§ **ACTIVITY**
Count the lines in the records that hold the string "kinds". Only the number should be given.

§ **SOURCE MATERIAL**
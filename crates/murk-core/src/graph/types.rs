//! Node and edge vocabulary of the Module Dependency Graph
//!
//! The MDG combines AST, control-flow, call-graph and program-dependence
//! edges over one node arena. Node kinds and edge relations form closed
//! vocabularies; anything outside them is preserved verbatim so that a
//! newer parser does not break loading.

use std::fmt;

/// Kind of an MDG node, as emitted in the `Type` CSV column.
#[derive(Debug, Clone, PartialEq, Eq, Hash)]
pub enum NodeKind {
    // AST kinds
    CallExpression,
    NewExpression,
    Identifier,
    Literal,
    VariableDeclarator,
    FunctionExpression,
    ArrowFunctionExpression,
    MemberExpression,
    BinaryExpression,
    UnaryExpression,
    LogicalExpression,
    AssignmentExpression,
    ExpressionStatement,
    ReturnStatement,
    TemplateLiteral,
    ForOfStatement,
    // CFG markers
    CfgFunctionStart,
    // PDG abstractions
    PdgObject,
    PdgCall,
    PdgReturn,
    PdgParam,
    // Taint markers
    TaintSource,
    TaintSink,
    /// Anything the loader does not recognize; kept for diagnostics.
    Other(String),
}

impl NodeKind {
    pub fn parse(raw: &str) -> Self {
        match raw {
            "CallExpression" => NodeKind::CallExpression,
            "NewExpression" => NodeKind::NewExpression,
            "Identifier" => NodeKind::Identifier,
            "Literal" => NodeKind::Literal,
            "VariableDeclarator" => NodeKind::VariableDeclarator,
            "FunctionExpression" => NodeKind::FunctionExpression,
            "ArrowFunctionExpression" => NodeKind::ArrowFunctionExpression,
            "MemberExpression" => NodeKind::MemberExpression,
            "BinaryExpression" => NodeKind::BinaryExpression,
            "UnaryExpression" => NodeKind::UnaryExpression,
            "LogicalExpression" => NodeKind::LogicalExpression,
            "AssignmentExpression" => NodeKind::AssignmentExpression,
            "ExpressionStatement" => NodeKind::ExpressionStatement,
            "ReturnStatement" => NodeKind::ReturnStatement,
            "TemplateLiteral" => NodeKind::TemplateLiteral,
            "ForOfStatement" => NodeKind::ForOfStatement,
            "CFG_F_START" => NodeKind::CfgFunctionStart,
            "PDG_OBJECT" => NodeKind::PdgObject,
            "PDG_CALL" => NodeKind::PdgCall,
            "PDG_RETURN" => NodeKind::PdgReturn,
            "PDG_PARAM" => NodeKind::PdgParam,
            "TAINT_SOURCE" => NodeKind::TaintSource,
            "TAINT_SINK" => NodeKind::TaintSink,
            other => NodeKind::Other(other.to_string()),
        }
    }

    pub fn as_str(&self) -> &str {
        match self {
            NodeKind::CallExpression => "CallExpression",
            NodeKind::NewExpression => "NewExpression",
            NodeKind::Identifier => "Identifier",
            NodeKind::Literal => "Literal",
            NodeKind::VariableDeclarator => "VariableDeclarator",
            NodeKind::FunctionExpression => "FunctionExpression",
            NodeKind::ArrowFunctionExpression => "ArrowFunctionExpression",
            NodeKind::MemberExpression => "MemberExpression",
            NodeKind::BinaryExpression => "BinaryExpression",
            NodeKind::UnaryExpression => "UnaryExpression",
            NodeKind::LogicalExpression => "LogicalExpression",
            NodeKind::AssignmentExpression => "AssignmentExpression",
            NodeKind::ExpressionStatement => "ExpressionStatement",
            NodeKind::ReturnStatement => "ReturnStatement",
            NodeKind::TemplateLiteral => "TemplateLiteral",
            NodeKind::ForOfStatement => "ForOfStatement",
            NodeKind::CfgFunctionStart => "CFG_F_START",
            NodeKind::PdgObject => "PDG_OBJECT",
            NodeKind::PdgCall => "PDG_CALL",
            NodeKind::PdgReturn => "PDG_RETURN",
            NodeKind::PdgParam => "PDG_PARAM",
            NodeKind::TaintSource => "TAINT_SOURCE",
            NodeKind::TaintSink => "TAINT_SINK",
            NodeKind::Other(s) => s,
        }
    }

    /// Function-like AST nodes (the bodies functions are declared with).
    pub fn is_function_expression(&self) -> bool {
        matches!(
            self,
            NodeKind::FunctionExpression | NodeKind::ArrowFunctionExpression
        )
    }
}

impl fmt::Display for NodeKind {
    fn fmt(&self, f: &mut fmt::Formatter<'_>) -> fmt::Result {
        f.write_str(self.as_str())
    }
}

/// Role of a syntax edge (`RelationType` on an `AST` edge).
#[derive(Debug, Clone, PartialEq, Eq, Hash)]
pub enum AstRole {
    Init,
    Callee,
    Arg,
    Property,
    Object,
    Left,
    Right,
    Expression,
    /// Unlabeled or unrecognized syntax role.
    Other(String),
}

impl AstRole {
    fn parse(raw: &str) -> Self {
        match raw {
            "init" => AstRole::Init,
            "callee" => AstRole::Callee,
            "arg" => AstRole::Arg,
            "property" => AstRole::Property,
            "object" => AstRole::Object,
            "left" => AstRole::Left,
            "right" => AstRole::Right,
            "expression" => AstRole::Expression,
            other => AstRole::Other(other.to_string()),
        }
    }
}

/// Role of a `REF` edge joining an AST node to its PDG abstraction.
#[derive(Debug, Clone, Copy, PartialEq, Eq, Hash)]
pub enum RefRole {
    Obj,
    Param,
    Call,
    Return,
}

impl RefRole {
    fn parse(raw: &str) -> Option<Self> {
        match raw {
            "obj" => Some(RefRole::Obj),
            "param" => Some(RefRole::Param),
            "call" => Some(RefRole::Call),
            "return" => Some(RefRole::Return),
            _ => None,
        }
    }
}

/// Data/points-to relation of a `PDG` edge.
///
/// `Arg` carries the name of the parameter the argument binds to; the CSV
/// encodes it as `ARG(paramName)`.
#[derive(Debug, Clone, PartialEq, Eq, Hash)]
pub enum PdgRel {
    /// Sub-object: a property/key lookup.
    So,
    /// New version of an object after a mutation.
    Nv,
    /// Dependency/assignment.
    Dep,
    /// Argument binding at a call site.
    Arg(String),
    /// Return-value edge.
    Ret,
    /// Taint introduction from a source.
    Taint,
}

impl PdgRel {
    fn parse(raw: &str) -> Option<Self> {
        match raw {
            "SO" => Some(PdgRel::So),
            "NV" => Some(PdgRel::Nv),
            "DEP" => Some(PdgRel::Dep),
            "RET" => Some(PdgRel::Ret),
            "TAINT" => Some(PdgRel::Taint),
            other => {
                let inner = other.strip_prefix("ARG(")?.strip_suffix(')')?;
                Some(PdgRel::Arg(inner.to_string()))
            }
        }
    }

    /// The parameter name bound by an `ARG` edge.
    pub fn arg_name(&self) -> Option<&str> {
        match self {
            PdgRel::Arg(name) => Some(name),
            _ => None,
        }
    }
}

/// Relation carried by an MDG edge: the `RelationLabel` CSV column decides
/// the variant, the `RelationType` column its payload.
#[derive(Debug, Clone, PartialEq, Eq, Hash)]
pub enum EdgeRelation {
    Ast(AstRole),
    Cfg,
    /// Call-graph edge: call site to callee definition.
    Cg,
    /// Function-definition edge: declaration to its CFG start marker.
    Fd,
    /// Sink-annotation edge: containing CFG node to a `TAINT_SINK`.
    Sink,
    Ref(RefRole),
    Pdg(PdgRel),
    /// Transient argument-to-parameter shortcut; scoped to one detection
    /// pass and removed before it returns.
    Parameter,
    Other(String),
}

impl EdgeRelation {
    pub fn parse(label: &str, relation_type: &str) -> Self {
        match label {
            "AST" => EdgeRelation::Ast(AstRole::parse(relation_type)),
            "CFG" => EdgeRelation::Cfg,
            "CG" => EdgeRelation::Cg,
            "FD" => EdgeRelation::Fd,
            "SINK" => EdgeRelation::Sink,
            "REF" => match RefRole::parse(relation_type) {
                Some(role) => EdgeRelation::Ref(role),
                None => EdgeRelation::Other(format!("REF/{relation_type}")),
            },
            "PDG" | "TAINT" => match PdgRel::parse(relation_type) {
                Some(rel) => EdgeRelation::Pdg(rel),
                None => EdgeRelation::Other(format!("PDG/{relation_type}")),
            },
            "PARAMETER" => EdgeRelation::Parameter,
            other => EdgeRelation::Other(other.to_string()),
        }
    }

    pub fn as_pdg(&self) -> Option<&PdgRel> {
        match self {
            EdgeRelation::Pdg(rel) => Some(rel),
            _ => None,
        }
    }

    pub fn is_pdg(&self) -> bool {
        matches!(self, EdgeRelation::Pdg(_))
    }

    pub fn is_ast(&self, role: &AstRole) -> bool {
        matches!(self, EdgeRelation::Ast(r) if r == role)
    }

    pub fn is_ref(&self, role: RefRole) -> bool {
        matches!(self, EdgeRelation::Ref(r) if *r == role)
    }
}

#[cfg(test)]
mod tests {
    use super::*;

    #[test]
    fn node_kind_round_trips() {
        for raw in ["PDG_OBJECT", "TAINT_SINK", "CFG_F_START", "CallExpression"] {
            assert_eq!(NodeKind::parse(raw).as_str(), raw);
        }
    }

    #[test]
    fn unknown_kind_is_preserved() {
        let kind = NodeKind::parse("SomeFutureNode");
        assert_eq!(kind, NodeKind::Other("SomeFutureNode".to_string()));
        assert_eq!(kind.as_str(), "SomeFutureNode");
    }

    #[test]
    fn arg_relation_carries_parameter_name() {
        let rel = PdgRel::parse("ARG(target)").unwrap();
        assert_eq!(rel.arg_name(), Some("target"));
    }

    #[test]
    fn malformed_arg_relation_is_rejected() {
        assert_eq!(PdgRel::parse("ARG(broken"), None);
        assert_eq!(PdgRel::parse("ARGUMENT"), None);
    }

    #[test]
    fn edge_relation_parses_by_label() {
        assert_eq!(
            EdgeRelation::parse("PDG", "SO"),
            EdgeRelation::Pdg(PdgRel::So)
        );
        assert_eq!(
            EdgeRelation::parse("REF", "param"),
            EdgeRelation::Ref(RefRole::Param)
        );
        assert_eq!(
            EdgeRelation::parse("AST", "init"),
            EdgeRelation::Ast(AstRole::Init)
        );
        assert_eq!(EdgeRelation::parse("CG", ""), EdgeRelation::Cg);
    }

    #[test]
    fn taint_label_maps_into_pdg_relations() {
        assert_eq!(
            EdgeRelation::parse("TAINT", "TAINT"),
            EdgeRelation::Pdg(PdgRel::Taint)
        );
    }
}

§ **ANSWER TO THE EXERCISE**
2